La Ínsula

 

Umzingelt von schimmernden Wogen
- sie schwappen heran
sie schlürfen davon -
Bin ich auf mich selbst zurückgeworfen. Da ist, außer welliger Weite, weiter nichts
und inmitten dessen stehe ich. Meine Fersen, meine Fußkanten auf dem warmen Stein,
um die Knöchel säuselt leichter Wind.
Ich stecke die Hände in die Taschen und zwirble den Sand zwischen meinen Fingern.
¿Qué quiero? ¿Qué pienso?
Was denke ich, was will ich? – Ich denke, also spinn´ ich.

 

 

Immerzu im Kopf sein, alles zu analysieren und mental zu sezieren, ist doch beinahe pathologisch. Nicht?


Wir schauen auf einen Jahrhunderte alten Diskurs über die Trennung von Körper und Geist. Und das nicht erst seit Descartes, dem „Vater des Leib-Seele-Problems“, sondern bereits seit der antiken Philosophie, der mittelalterlichen Literatur sowie dem Anbeginn medizinischer Heilkunde. Der Dualismus von Körper und Geist hat das menschliche Sein fortwährend beschäftigt und auch gegenwärtig, scheint die Frage nach Einheit oder Trennung noch immer in unser Leben verankert.

 

Nehmen wir einmal an, wir machten uns gänzlich frei von solchen Ankern, ließen uns treiben und strandeten auf einer sonnigen Insel. Die Strahlen grüßten die Schultern, küssten sie zart und brächten unsere schreibtischharte Nackenmuskulatur zum Schmelzen. Die Gedanken beruhigten sich mit jedem Wellenschlag und uns würde bewusst, wie sehr das eigene Körperempfinden den Kopf beeinflusst (und/oder umgekehrt).

 

Die Insel – nicht nur als Inbegriff der Herauslösung aus Alltag und Routine – vermag so einiges bewusst zu machen.

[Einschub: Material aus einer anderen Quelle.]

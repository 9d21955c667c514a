//! Platform abstraction layer
//!
//! The simulation never touches the browser directly; persisted state
//! goes through a small string-keyed store so the flow controller can
//! run headless in tests.

use std::collections::HashMap;

/// String-keyed persistence that survives restarts.
///
/// Write failures are swallowed; losing a preference write never
/// affects gameplay.
pub trait KeyValueStore {
    fn get(&self, key: &str) -> Option<String>;
    fn set(&mut self, key: &str, value: &str);
}

/// In-memory store for tests and the native stub
#[derive(Debug, Default, Clone)]
pub struct MemoryStore {
    entries: HashMap<String, String>,
}

impl MemoryStore {
    pub fn new() -> Self {
        Self::default()
    }
}

impl KeyValueStore for MemoryStore {
    fn get(&self, key: &str) -> Option<String> {
        self.entries.get(key).cloned()
    }

    fn set(&mut self, key: &str, value: &str) {
        self.entries.insert(key.to_string(), value.to_string());
    }
}

/// Browser LocalStorage-backed store (WASM only)
#[cfg(target_arch = "wasm32")]
#[derive(Debug, Default)]
pub struct LocalStore;

#[cfg(target_arch = "wasm32")]
impl LocalStore {
    pub fn new() -> Self {
        Self
    }

    fn storage() -> Option<web_sys::Storage> {
        web_sys::window().and_then(|w| w.local_storage().ok()).flatten()
    }
}

#[cfg(target_arch = "wasm32")]
impl KeyValueStore for LocalStore {
    fn get(&self, key: &str) -> Option<String> {
        Self::storage().and_then(|s| s.get_item(key).ok().flatten())
    }

    fn set(&mut self, key: &str, value: &str) {
        if let Some(storage) = Self::storage() {
            if storage.set_item(key, value).is_err() {
                log::warn!("failed to persist {key}");
            }
        }
    }
}

#[cfg(test)]
mod tests {
    use super::*;

    #[test]
    fn test_memory_store_roundtrip() {
        let mut store = MemoryStore::new();
        assert_eq!(store.get("missing"), None);
        store.set("k", "v1");
        store.set("k", "v2");
        assert_eq!(store.get("k"), Some("v2".to_string()));
    }
}
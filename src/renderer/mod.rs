//! Pixel-art rendering
//!
//! [`sprites`] holds the platform-free sprite geometry and palettes;
//! [`canvas`] draws them onto a 2D canvas and only exists on WASM.

pub mod sprites;

#[cfg(target_arch = "wasm32")]
pub mod canvas;

#[cfg(target_arch = "wasm32")]
pub use canvas::CanvasRenderer;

Aber dazu gleich mehr.

 

In der psychotherapeutischen Behandlungsmethode NLP (neurolinguistisches Programmieren) bedeutet einen Anker setzen, eine bestehende Erfahrung bewusst mit einem körperlich-sinnlichen Reiz zu verknüpfen (durch Bilder, Geräusche, Gerüche, Empfindungen und Geschmack). Während eine positive Erfahrung intensiv erinnert wird, setzt man einen Anker, beispielsweise eine Berührung an der Schulter, um diesen in der Erinnerung an eine negative, traumatische Situation wiederholt anzuwenden. Im Idealfall kann der innere Zustand, der an die Negativ-Erfahrung gebunden war, sei es Angst, Panik oder Trauer, durch den wiederholten Anker-Reiz positiv beeinflusst werden. Das ursprüngliche Trauma wird verändert erlebt.
Seit über 40 Jahren nutzt man diesen Ansatz in der Psychotherapie äußerst erfolgreich, wobei ich mich frage, wie sich die Wirksamkeit des „Ankerns“ begründet.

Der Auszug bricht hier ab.